István Jávor, Laló (2009)
From a Certain Distance. Pt. 1.






In connection with the exhibition The Tactless Photojournalist. The Archive of Lajos Erdélyi from the Ceaușescu Era, on view until October 26, the Archivum is organizing a series of accompanying programs. Between September 11 and October 26, 2025, together with writers, filmmakers, and photo historians, we will evoke the worlds that appear in the photographs—or what they conceal. Our guests will include Zsolt Láng, Andrea Tompa, Gábor Vida, Kinga Júlia Király, Klára Szarka, and Lenke Szilágyi.

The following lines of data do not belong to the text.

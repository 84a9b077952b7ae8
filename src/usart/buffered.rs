// SPDX-License-Identifier: MIT
// © 2025–2026 Christopher Liu

//! Mainline side of an interrupt-driven UART.
//!
//! Nothing here blocks. A full TX ring or an empty RX ring is reported to the caller, who decides
//! whether to retry, drop, or wait (e.g. with `nb::block!` on the [`SerialWrite`] impl).

use core::convert::Infallible;

use super::channel::{MainlineHalf, StatsSnapshot};
use super::{SerialRead, SerialWrite};
use crate::hw::regs::{c2, Reg, Status, UartRegisters};

/// Mainline handle of a running buffered UART.
pub struct BufferedUart<'a, R, const N: usize> {
    regs: R,
    chan: MainlineHalf<'a, N>,
}

impl<'a, R: UartRegisters, const N: usize> BufferedUart<'a, R, N> {
    pub(super) fn new(regs: R, chan: MainlineHalf<'a, N>) -> Self {
        Self { regs, chan }
    }

    /// Queue one byte for transmission.
    ///
    /// Returns `false`, and changes nothing, if the TX ring is full.
    pub fn put_byte(&mut self, byte: u8) -> bool {
        if !self.chan.try_enqueue(byte) {
            return false;
        }
        self.arm_transmit();
        true
    }

    /// Queue as many of `bytes` as fit, in order.
    ///
    /// Stops at the first byte that does not fit and returns how many were accepted, so the
    /// caller can resume from `bytes[n..]` without reordering anything.
    pub fn put_bytes(&mut self, bytes: &[u8]) -> usize {
        let mut accepted = 0;
        for &b in bytes {
            if !self.chan.try_enqueue(b) {
                break;
            }
            accepted += 1;
        }
        if accepted > 0 {
            self.arm_transmit();
        }
        accepted
    }

    /// [`put_bytes`](Self::put_bytes) for a string.
    #[inline]
    pub fn put_str(&mut self, s: &str) -> usize {
        self.put_bytes(s.as_bytes())
    }

    /// Take one received byte, if any.
    #[inline]
    pub fn get_byte(&mut self) -> Option<u8> {
        self.chan.try_dequeue()
    }

    /// Drain received bytes into `buf`. Returns the count copied.
    pub fn get_bytes(&mut self, buf: &mut [u8]) -> usize {
        let mut n = 0;
        for slot in buf.iter_mut() {
            match self.chan.try_dequeue() {
                Some(b) => {
                    *slot = b;
                    n += 1;
                }
                None => break,
            }
        }
        n
    }

    /// Bytes queued but not yet handed to the data register.
    #[inline]
    pub fn tx_pending(&self) -> usize {
        self.chan.tx_pending()
    }

    /// Bytes received and not yet read.
    #[inline]
    pub fn rx_available(&self) -> usize {
        self.chan.rx_available()
    }

    /// Overflow and line-error counters.
    #[inline]
    pub fn stats(&self) -> StatsSnapshot {
        self.chan.stats()
    }

    /// Make sure TIE is set after publishing a byte.
    ///
    /// The byte is already visible to the handler, which only clears TIE after finding the ring
    /// empty; so after this runs the byte is either sent or TIE is on. C2 is shared with the
    /// handler's disarm, hence the critical section around the read-modify-write.
    fn arm_transmit(&self) {
        critical_section::with(|_| {
            let ctl = self.regs.read(Reg::C2);
            if (ctl & c2::TIE) == 0 {
                self.regs.write(Reg::C2, ctl | c2::TIE);
            }
        });
    }
}

impl<'a, R: UartRegisters, const N: usize> SerialWrite for BufferedUart<'a, R, N> {
    fn write(&mut self, byte: u8) -> nb::Result<(), Infallible> {
        if self.put_byte(byte) {
            Ok(())
        } else {
            Err(nb::Error::WouldBlock)
        }
    }

    fn flush(&mut self) -> nb::Result<(), Infallible> {
        if self.chan.tx_pending() != 0 {
            return Err(nb::Error::WouldBlock);
        }
        if Status::from_raw(self.regs.read(Reg::S1)).tc() {
            Ok(())
        } else {
            Err(nb::Error::WouldBlock)
        }
    }
}

impl<'a, R: UartRegisters, const N: usize> SerialRead for BufferedUart<'a, R, N> {
    type Error = Infallible;

    fn read(&mut self) -> nb::Result<u8, Infallible> {
        self.get_byte().ok_or(nb::Error::WouldBlock)
    }
}

#[cfg(test)]
mod tests {
    use super::*;
    use crate::config::UartConfig;
    use crate::hw::mock::MockUart;
    use crate::usart::{Channel, Uart};

    #[test]
    fn first_byte_arms_transmit() {
        let mock = MockUart::new();
        let mut channel = Channel::<8>::new();
        let (mut uart, _irq) = Uart::new(&mock)
            .configure(&UartConfig::default())
            .unwrap()
            .into_buffered(&mut channel);

        assert_eq!(mock.peek(Reg::C2) & c2::TIE, 0);
        assert!(uart.put_byte(0x41));
        assert_ne!(mock.peek(Reg::C2) & c2::TIE, 0);
        assert!(mock.interrupt_pending());
        // still queued until the interrupt runs
        assert!(mock.transmitted().is_empty());
        assert_eq!(uart.tx_pending(), 1);
    }

    #[test]
    fn full_ring_rejects_without_change() {
        let mock = MockUart::new();
        let mut channel = Channel::<4>::new();
        let (mut uart, _irq) = Uart::new(&mock)
            .configure(&UartConfig::default())
            .unwrap()
            .into_buffered(&mut channel);

        assert!(uart.put_byte(1));
        assert!(uart.put_byte(2));
        assert!(uart.put_byte(3));
        let c2_before = mock.peek(Reg::C2);
        let writes_before = mock.writes().len();

        assert!(!uart.put_byte(4));
        assert_eq!(uart.tx_pending(), 3);
        assert_eq!(mock.peek(Reg::C2), c2_before);
        assert_eq!(mock.writes().len(), writes_before);
    }

    #[test]
    fn put_str_stops_at_first_rejection() {
        let mock = MockUart::new();
        let mut channel = Channel::<4>::new();
        let (mut uart, _irq) = Uart::new(&mock)
            .configure(&UartConfig::default())
            .unwrap()
            .into_buffered(&mut channel);

        assert_eq!(uart.put_str("hello"), 3);
        assert_eq!(uart.put_str("x"), 0);
        assert_eq!(uart.tx_pending(), 3);
    }

    #[test]
    fn put_bytes_arms_once() {
        let mock = MockUart::new();
        let mut channel = Channel::<16>::new();
        let (mut uart, _irq) = Uart::new(&mock)
            .configure(&UartConfig::default())
            .unwrap()
            .into_buffered(&mut channel);

        let before = mock.writes().len();
        assert_eq!(uart.put_bytes(b"abc"), 3);
        let c2_writes = mock.writes()[before..]
            .iter()
            .filter(|(r, _)| *r == Reg::C2)
            .count();
        assert_eq!(c2_writes, 1);
    }

    #[test]
    fn nb_write_reports_would_block() {
        let mock = MockUart::new();
        let mut channel = Channel::<2>::new();
        let (mut uart, _irq) = Uart::new(&mock)
            .configure(&UartConfig::default())
            .unwrap()
            .into_buffered(&mut channel);

        assert_eq!(SerialWrite::write(&mut uart, 7), Ok(()));
        assert_eq!(
            SerialWrite::write(&mut uart, 8),
            Err(nb::Error::WouldBlock)
        );
        assert_eq!(SerialRead::read(&mut uart), Err(nb::Error::WouldBlock));
    }

    #[test]
    fn flush_waits_for_ring_and_shift_register() {
        let mock = MockUart::new();
        let mut channel = Channel::<8>::new();
        let (mut uart, mut irq) = Uart::new(&mock)
            .configure(&UartConfig::default())
            .unwrap()
            .into_buffered(&mut channel);

        assert_eq!(uart.flush(), Ok(()));
        uart.put_byte(0x55);
        assert_eq!(uart.flush(), Err(nb::Error::WouldBlock));

        irq.on_interrupt();
        mock.set_tx_busy(true);
        assert_eq!(uart.flush(), Err(nb::Error::WouldBlock));
        mock.set_tx_busy(false);
        assert_eq!(uart.flush(), Ok(()));
    }

    #[test]
    fn handler_drains_between_publish_and_arm() {
        let mock = MockUart::new();
        let mut channel = Channel::<8>::new();
        let (mut uart, mut irq) = Uart::new(&mock)
            .configure(&UartConfig::default())
            .unwrap()
            .into_buffered(&mut channel);

        // Byte published, then the interrupt runs before TIE is set.
        assert!(uart.chan.try_enqueue(0x41));
        irq.on_transmit_ready();
        assert_eq!(mock.transmitted(), vec![0x41]);
        assert_eq!(mock.peek(Reg::C2) & c2::TIE, 0);

        uart.arm_transmit();

        // At most one spurious entry, which finds the ring empty and disarms.
        let mut runs = 0;
        while mock.interrupt_pending() && runs < 10 {
            irq.on_interrupt();
            runs += 1;
        }
        assert!(runs <= 1);
        assert_eq!(mock.transmitted(), vec![0x41]);
        assert!(!mock.interrupt_pending());
        assert_eq!(uart.tx_pending(), 0);
    }

    #[test]
    fn get_bytes_drains_in_order() {
        let mock = MockUart::new();
        let mut channel = Channel::<8>::new();
        let (mut uart, mut irq) = Uart::new(&mock)
            .configure(&UartConfig::default())
            .unwrap()
            .into_buffered(&mut channel);

        for &b in b"xyz" {
            mock.inject_rx(b);
            irq.on_interrupt();
        }
        let mut buf = [0u8; 8];
        assert_eq!(uart.get_bytes(&mut buf), 3);
        assert_eq!(&buf[..3], b"xyz");
        assert_eq!(uart.rx_available(), 0);
    }
}
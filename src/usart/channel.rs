// SPDX-License-Identifier: MIT
// © 2025–2026 Christopher Liu

//! Buffered byte channel: the TX and RX rings of one UART.
//!
//! A [`Channel`] is split once into a [`MainlineHalf`] (TX producer, RX consumer) and an
//! [`IrqHalf`] (TX consumer, RX producer). Neither half can resize or move the storage.
//!
//! Receive overflow drops the *newest* byte and counts it. Dropping the oldest instead would
//! need the interrupt to move the RX read cursor, which belongs to the mainline.

use core::sync::atomic::{AtomicU32, Ordering};

use crate::error::RxError;
use crate::queue::{ByteQueue, Consumer, Producer};

/// Error and overflow counters. Written from interrupt context only.
#[derive(Default)]
pub struct Stats {
    rx_dropped: AtomicU32,
    overrun: AtomicU32,
    framing: AtomicU32,
    noise: AtomicU32,
    parity: AtomicU32,
}

impl Stats {
    pub const fn new() -> Self {
        Self {
            rx_dropped: AtomicU32::new(0),
            overrun: AtomicU32::new(0),
            framing: AtomicU32::new(0),
            noise: AtomicU32::new(0),
            parity: AtomicU32::new(0),
        }
    }

    #[inline]
    fn bump(counter: &AtomicU32) {
        // single writer, so load/store is enough and works without LDREX/STREX
        counter.store(
            counter.load(Ordering::Relaxed).wrapping_add(1),
            Ordering::Relaxed,
        );
    }

    fn record(&self, error: RxError) {
        match error {
            RxError::Overrun => Self::bump(&self.overrun),
            RxError::Framing => Self::bump(&self.framing),
            RxError::Noise => Self::bump(&self.noise),
            RxError::Parity => Self::bump(&self.parity),
        }
    }

    pub fn snapshot(&self) -> StatsSnapshot {
        StatsSnapshot {
            rx_dropped: self.rx_dropped.load(Ordering::Relaxed),
            overrun: self.overrun.load(Ordering::Relaxed),
            framing: self.framing.load(Ordering::Relaxed),
            noise: self.noise.load(Ordering::Relaxed),
            parity: self.parity.load(Ordering::Relaxed),
        }
    }
}

/// Point-in-time copy of [`Stats`].
#[derive(Copy, Clone, Debug, Default, Eq, PartialEq)]
#[cfg_attr(feature = "defmt", derive(defmt::Format))]
pub struct StatsSnapshot {
    /// Bytes received while the RX ring was full, and discarded.
    pub rx_dropped: u32,
    /// Hardware receiver overruns (a byte was lost before the interrupt ran).
    pub overrun: u32,
    pub framing: u32,
    pub noise: u32,
    pub parity: u32,
}

/// TX and RX rings plus counters for one peripheral.
pub struct Channel<const N: usize> {
    tx: ByteQueue<N>,
    rx: ByteQueue<N>,
    stats: Stats,
}

impl<const N: usize> Channel<N> {
    pub const fn new() -> Self {
        Self {
            tx: ByteQueue::new(),
            rx: ByteQueue::new(),
            stats: Stats::new(),
        }
    }

    /// Bytes each direction can hold.
    #[inline]
    pub const fn capacity(&self) -> usize {
        N - 1
    }

    /// Split into the mainline and interrupt halves.
    pub fn split(&mut self) -> (MainlineHalf<'_, N>, IrqHalf<'_, N>) {
        let (tx_prod, tx_cons) = self.tx.split();
        let (rx_prod, rx_cons) = self.rx.split();
        let stats = &self.stats;
        (
            MainlineHalf {
                tx: tx_prod,
                rx: rx_cons,
                stats,
            },
            IrqHalf {
                tx: tx_cons,
                rx: rx_prod,
                stats,
            },
        )
    }
}

impl<const N: usize> Default for Channel<N> {
    fn default() -> Self {
        Self::new()
    }
}

/// Mainline side: fills TX, drains RX. Never blocks.
pub struct MainlineHalf<'a, const N: usize> {
    tx: Producer<'a, N>,
    rx: Consumer<'a, N>,
    stats: &'a Stats,
}

impl<'a, const N: usize> MainlineHalf<'a, N> {
    /// Offer a byte for transmission. `false` if the TX ring is full; nothing changes then.
    #[inline]
    pub fn try_enqueue(&mut self, byte: u8) -> bool {
        self.tx.enqueue(byte)
    }

    /// Take the oldest received byte, if any.
    #[inline]
    pub fn try_dequeue(&mut self) -> Option<u8> {
        self.rx.dequeue()
    }

    /// Bytes waiting to be sent.
    #[inline]
    pub fn tx_pending(&self) -> usize {
        self.tx.len()
    }

    /// Bytes waiting to be read.
    #[inline]
    pub fn rx_available(&self) -> usize {
        self.rx.len()
    }

    #[inline]
    pub fn tx_is_full(&self) -> bool {
        self.tx.is_full()
    }

    pub fn stats(&self) -> StatsSnapshot {
        self.stats.snapshot()
    }
}

/// Interrupt side: drains TX, fills RX.
pub struct IrqHalf<'a, const N: usize> {
    tx: Consumer<'a, N>,
    rx: Producer<'a, N>,
    stats: &'a Stats,
}

impl<'a, const N: usize> IrqHalf<'a, N> {
    /// Next byte to put on the wire.
    #[inline]
    pub fn next_tx(&mut self) -> Option<u8> {
        self.tx.dequeue()
    }

    #[inline]
    pub fn tx_is_empty(&self) -> bool {
        self.tx.is_empty()
    }

    /// Store a received byte. When the ring is full the byte is dropped and counted.
    pub fn push_rx(&mut self, byte: u8) -> bool {
        if self.rx.enqueue(byte) {
            true
        } else {
            Stats::bump(&self.stats.rx_dropped);
            false
        }
    }

    /// Count a line error reported alongside a received byte.
    #[inline]
    pub fn record_error(&self, error: RxError) {
        self.stats.record(error);
    }
}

The first event of the eight-part series From a Certain Distance will feature a screening of István Jávor’s documentary film Laló, followed by a discussion with the director and historian-archivist Zsuzsanna Toronyi.
Laló (directed by István Jávor)
Documentary, 2009, Hungarian language, 53 minutes
The protagonist of the film is the photographer Lajos Erdélyi—known to everyone simply as Laló—who was born in Târgu Mureș in 1929. He lived as a triple minority (in Romania he was Hungarian, to the Hungarians he was Jewish, and to the Communists he was bourgeois—thus class alien) and under four dictatorships. A keen observer and a brilliant storyteller, his accounts bring to life a vanished world: the religiously, ethnically, and culturally diverse Transylvania.
The film, which traces the chronology of events, presents Laló’s childhood up until the age of sixteen, when he returned from the concentration camp. Composed of interviews, family photographs, and archival footage, the documentary depicts an individual fate as a collective one, unfolding the tragic destiny of Transylvanian Hungarian Jewry through family stories.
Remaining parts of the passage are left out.